Department of Zoology and Physiology, University of Wyoming, Laramie, WY, USA.
Department of Communication Sciences and Disorders, East Carolina University, Greenville, NC, USA.
Cleft Palate Craniofac J. 2024 Jun;61(6):1041-1051. doi: 10.1177/10556656231153453. Epub 2023 Jan 30.
To determine the association between prenatal care and cleft lip with or without cleft palate (CL ± P) and examine differences in newborn complications among infants diagnosed with CL ± P as a function of prenatal care.

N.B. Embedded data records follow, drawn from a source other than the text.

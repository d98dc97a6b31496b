use crate::rates::RateTable;
use crate::tax::calculation::TaxCalculation;
use crate::tax::{co2, engine_size, post2017};
use crate::vehicle::Vehicle;
use chrono::NaiveDate;
use serde::Serialize;

/// VED regime, selected by registration date
#[derive(Debug, Clone, Copy, PartialEq, Eq, Hash, PartialOrd, Ord, Serialize)]
#[serde(rename_all = "snake_case")]
pub enum Era {
    /// Before 1 March 2001, banded by engine capacity
    Pre2001,
    /// 1 March 2001 to 31 March 2017, banded by CO2
    Co2Banded,
    /// From 1 April 2017
    Post2017,
}

impl Era {
    /// First day of the CO2 banded regime
    pub fn co2_banded_start() -> NaiveDate {
        NaiveDate::from_ymd_opt(2001, 3, 1).expect("valid date")
    }

    /// First day of the post-2017 regime
    pub fn post_2017_start() -> NaiveDate {
        NaiveDate::from_ymd_opt(2017, 4, 1).expect("valid date")
    }

    /// A boundary date belongs to the later era
    pub fn from_date(registered: NaiveDate) -> Self {
        if registered >= Era::post_2017_start() {
            Era::Post2017
        } else if registered >= Era::co2_banded_start() {
            Era::Co2Banded
        } else {
            Era::Pre2001
        }
    }

    pub fn display(&self) -> &'static str {
        match self {
            Era::Pre2001 => "pre-2001",
            Era::Co2Banded => "2001-2017",
            Era::Post2017 => "post-2017",
        }
    }
}

impl std::fmt::Display for Era {
    fn fmt(&self, f: &mut std::fmt::Formatter<'_>) -> std::fmt::Result {
        write!(f, "{}", self.display())
    }
}

/// The inputs one era's rules need, and nothing else
#[derive(Debug, Clone, Copy, PartialEq, Eq)]
pub enum Assessment<'a> {
    EngineCapacity {
        engine_cc: Option<u32>,
    },
    Co2Band {
        co2: Option<u32>,
    },
    Post2017 {
        vehicle: &'a Vehicle,
        registered: NaiveDate,
    },
}

impl<'a> Assessment<'a> {
    pub fn new(vehicle: &'a Vehicle, registered: NaiveDate) -> Self {
        match Era::from_date(registered) {
            Era::Pre2001 => Assessment::EngineCapacity {
                engine_cc: vehicle.engine_capacity,
            },
            Era::Co2Banded => Assessment::Co2Band {
                co2: vehicle.co2_emissions,
            },
            Era::Post2017 => Assessment::Post2017 {
                vehicle,
                registered,
            },
        }
    }

    pub fn era(&self) -> Era {
        match self {
            Assessment::EngineCapacity { .. } => Era::Pre2001,
            Assessment::Co2Band { .. } => Era::Co2Banded,
            Assessment::Post2017 { .. } => Era::Post2017,
        }
    }

    pub fn assess(&self, rates: &RateTable, today: NaiveDate) -> TaxCalculation {
        match *self {
            Assessment::EngineCapacity { engine_cc } => {
                engine_size::calculate(engine_cc, rates.engine_brackets())
            }
            Assessment::Co2Band { co2 } => co2::calculate(co2, rates.co2_bands()),
            Assessment::Post2017 {
                vehicle,
                registered,
            } => post2017::calculate(vehicle, registered, rates, today),
        }
    }
}

#[cfg(test)]
mod tests {
    use super::*;

    fn date(y: i32, m: u32, d: u32) -> NaiveDate {
        NaiveDate::from_ymd_opt(y, m, d).unwrap()
    }

    #[test]
    fn post_2017_boundary_belongs_to_post_2017() {
        assert_eq!(Era::from_date(date(2017, 4, 1)), Era::Post2017);
        assert_eq!(Era::from_date(date(2017, 3, 31)), Era::Co2Banded);
    }

    #[test]
    fn co2_banded_boundary_belongs_to_co2_banded() {
        assert_eq!(Era::from_date(date(2001, 3, 1)), Era::Co2Banded);
        assert_eq!(Era::from_date(date(2001, 2, 28)), Era::Pre2001);
    }

    #[test]
    fn far_dates() {
        assert_eq!(Era::from_date(date(1965, 1, 1)), Era::Pre2001);
        assert_eq!(Era::from_date(date(2049, 9, 1)), Era::Post2017);
    }

    #[test]
    fn assessment_carries_only_the_era_inputs() {
        let mut vehicle = Vehicle::new("AB12CDE");
        vehicle.co2_emissions = Some(120);
        vehicle.engine_capacity = Some(1598);

        assert_eq!(
            Assessment::new(&vehicle, date(1999, 8, 1)),
            Assessment::EngineCapacity {
                engine_cc: Some(1598)
            }
        );
        assert_eq!(
            Assessment::new(&vehicle, date(2012, 3, 1)),
            Assessment::Co2Band { co2: Some(120) }
        );
        let post = Assessment::new(&vehicle, date(2017, 4, 1));
        assert_eq!(post.era(), Era::Post2017);
        assert!(matches!(post, Assessment::Post2017 { .. }));
    }
}
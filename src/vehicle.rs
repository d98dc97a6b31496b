use rust_decimal::Decimal;
use schemars::JsonSchema;
use serde::{Deserialize, Serialize};
use std::io::Read;

#[derive(Debug, thiserror::Error)]
pub enum VehicleInputError {
    #[error("invalid vehicle CSV: {0}")]
    Csv(#[from] csv::Error),
    #[error("invalid vehicle JSON: {0}")]
    Json(#[from] serde_json::Error),
}

/// Vehicle attributes as supplied by the registry lookup
#[derive(Debug, Clone, Default, PartialEq, Eq, Serialize, Deserialize, JsonSchema)]
pub struct Vehicle {
    pub registration_number: String,
    #[serde(default)]
    pub year_of_manufacture: Option<i32>,
    /// CO2 emissions in g/km
    #[serde(default)]
    pub co2_emissions: Option<u32>,
    /// Engine capacity in cc
    #[serde(default)]
    pub engine_capacity: Option<u32>,
    #[serde(default)]
    pub fuel_type: Option<String>,
    #[serde(default)]
    pub euro_status: Option<String>,
    #[serde(default)]
    pub type_approval: Option<String>,
    #[serde(default)]
    #[schemars(with = "Option<f64>")]
    pub list_price: Option<Decimal>,
}

impl Vehicle {
    pub fn new(registration_number: impl Into<String>) -> Self {
        Vehicle {
            registration_number: registration_number.into(),
            ..Default::default()
        }
    }

    pub fn is_diesel(&self) -> bool {
        self.fuel_type
            .as_deref()
            .is_some_and(|fuel| fuel.to_lowercase().contains("diesel"))
    }

    /// N1 type approval (light goods vehicle)
    pub fn is_light_goods(&self) -> bool {
        self.type_approval.as_deref() == Some("N1")
    }

    /// Euro 6 or later, e.g. "EURO 6d-TEMP" or "Euro6"
    pub fn is_euro6(&self) -> bool {
        let status = self.euro_status.as_deref().unwrap_or_default().to_lowercase();
        status.contains("euro 6") || status.contains("euro6")
    }

    pub fn is_zero_emission(&self) -> bool {
        self.co2_emissions == Some(0)
    }

    /// List price, zero when unknown
    pub fn list_price(&self) -> Decimal {
        self.list_price.unwrap_or(Decimal::ZERO)
    }
}

/// Input record for a vehicle to be priced (CSV row or JSON element)
#[derive(Debug, Clone, Serialize, Deserialize, JsonSchema)]
pub struct VehicleRecord {
    /// UK registration mark, e.g. "AB12 CDE"
    pub registration_number: String,
    /// Year of manufacture, used as 1 January of that year
    #[serde(default)]
    pub year_of_manufacture: Option<i32>,
    /// CO2 emissions in g/km
    #[serde(default)]
    pub co2_emissions: Option<u32>,
    /// Engine capacity in cc
    #[serde(default)]
    pub engine_capacity: Option<u32>,
    /// Fuel type, e.g. "Petrol", "Diesel", "Electricity"
    #[serde(default)]
    pub fuel_type: Option<String>,
    /// Euro emissions standard, e.g. "EURO 6d"
    #[serde(default)]
    pub euro_status: Option<String>,
    /// Type approval category, e.g. "M1" or "N1"
    #[serde(default)]
    pub type_approval: Option<String>,
    /// List price in GBP when new
    #[serde(default)]
    #[schemars(with = "Option<f64>")]
    pub list_price: Option<Decimal>,
    /// 1 = 6 months, 2 = 12 months, 3 = direct debit setup only
    #[serde(default)]
    pub tax_preference: Option<u8>,
}

impl From<VehicleRecord> for Vehicle {
    fn from(record: VehicleRecord) -> Self {
        Vehicle {
            registration_number: record.registration_number,
            year_of_manufacture: record.year_of_manufacture,
            co2_emissions: record.co2_emissions,
            engine_capacity: record.engine_capacity,
            fuel_type: record.fuel_type,
            euro_status: record.euro_status,
            type_approval: record.type_approval,
            list_price: record.list_price,
        }
    }
}

/// JSON input root
#[derive(Debug, Clone, Serialize, Deserialize, JsonSchema)]
pub struct VehicleInput {
    pub vehicles: Vec<VehicleRecord>,
}

/// Read vehicle records from CSV
pub fn read_csv<R: Read>(reader: R) -> Result<Vec<VehicleRecord>, VehicleInputError> {
    let mut rdr = csv::ReaderBuilder::new()
        .trim(csv::Trim::All)
        .from_reader(reader);
    let records = rdr
        .deserialize::<VehicleRecord>()
        .collect::<Result<Vec<_>, _>>()?;
    Ok(records)
}

/// Read vehicle records from JSON
pub fn read_json<R: Read>(reader: R) -> Result<Vec<VehicleRecord>, VehicleInputError> {
    let input: VehicleInput = serde_json::from_reader(reader)?;
    Ok(input.vehicles)
}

Population-based retrospective cohort study.
2018 United States National Vital Statistics System-Natality component (NVSS-N) was used to examine nationwide birth certificate data.
3,414,338 infants from the 2018 National Vital Statistics System, of which 1,699 had CL ± P.
Diagnosis of CL ± P and presence of newborn complications as a function of prenatal care.
Significant differences were found among various infant- and mother-specific variables when baseline comparisons were made between infants with and without CL ± P. After controlling for baseline differences, results indicated decreased odds of a diagnosis of CL ± P in cases where overall adequate prenatal care was obtained (OR = .841; 95% CI .757, .934), including prenatal care beginning in the 1 trimester (OR = .839; 95% CI .750, .939) and an adequate number of prenatal visits received (OR = .864; 95% CI .764, .976). Of infants with CL ± P, reduced odds of the infant admitted to the neonatal intensive care unit (OR = .777; 95% CI .613, .985) or transferred (OR = .601; 95% CI .407, .888) were apparent when adequate prenatal care was received.
Results suggest adequate prenatal care not only reduces the likelihood of CL ± P in infants but may also decrease the severity of negative outcomes in infants diagnosed with CL ± P. These findings emphasize necessity for adequate prenatal care.
确定产前护理与唇裂伴或不伴腭裂(CL±P)之间的关联,并检查新生儿并发症在诊断为 CL±P 的婴儿中的差异,这些差异与产前护理有关。
基于人群的回顾性队列研究。
2018 年美国国家生命统计系统-出生率部分(NVSS-N)用于检查全国范围内的出生证明数据。
来自 2018 年国家生命统计系统的 3414338 名婴儿,其中 1699 名患有 CL±P。
CL±P 的诊断和新生儿并发症的存在,以及产前护理的功能。
在基线比较中,在患有和不患有 CL±P 的婴儿之间,存在各种婴儿和母亲特定变量之间的显著差异。在控制基线差异后,结果表明,在获得总体足够的产前护理的情况下,CL±P 的诊断几率降低(OR=0.841;95%CI 0.757,0.934),包括在第一孕期开始的产前护理(OR=0.839;95%CI 0.750,0.939)和接受足够数量的产前检查(OR=0.864;95%CI 0.764,0.976)。在患有 CL±P 的婴儿中,当获得足够的产前护理时,婴儿被收治入新生儿重症监护病房(OR=0.777;95%CI 0.613,0.985)或转院(OR=0.601;95%CI 0.407,0.888)的几率降低。
结果表明,足够的产前护理不仅降低了婴儿 CL±P 的可能性,而且可能降低了诊断为 CL±P 的婴儿的不良后果的严重程度。这些发现强调了获得足够产前护理的必要性。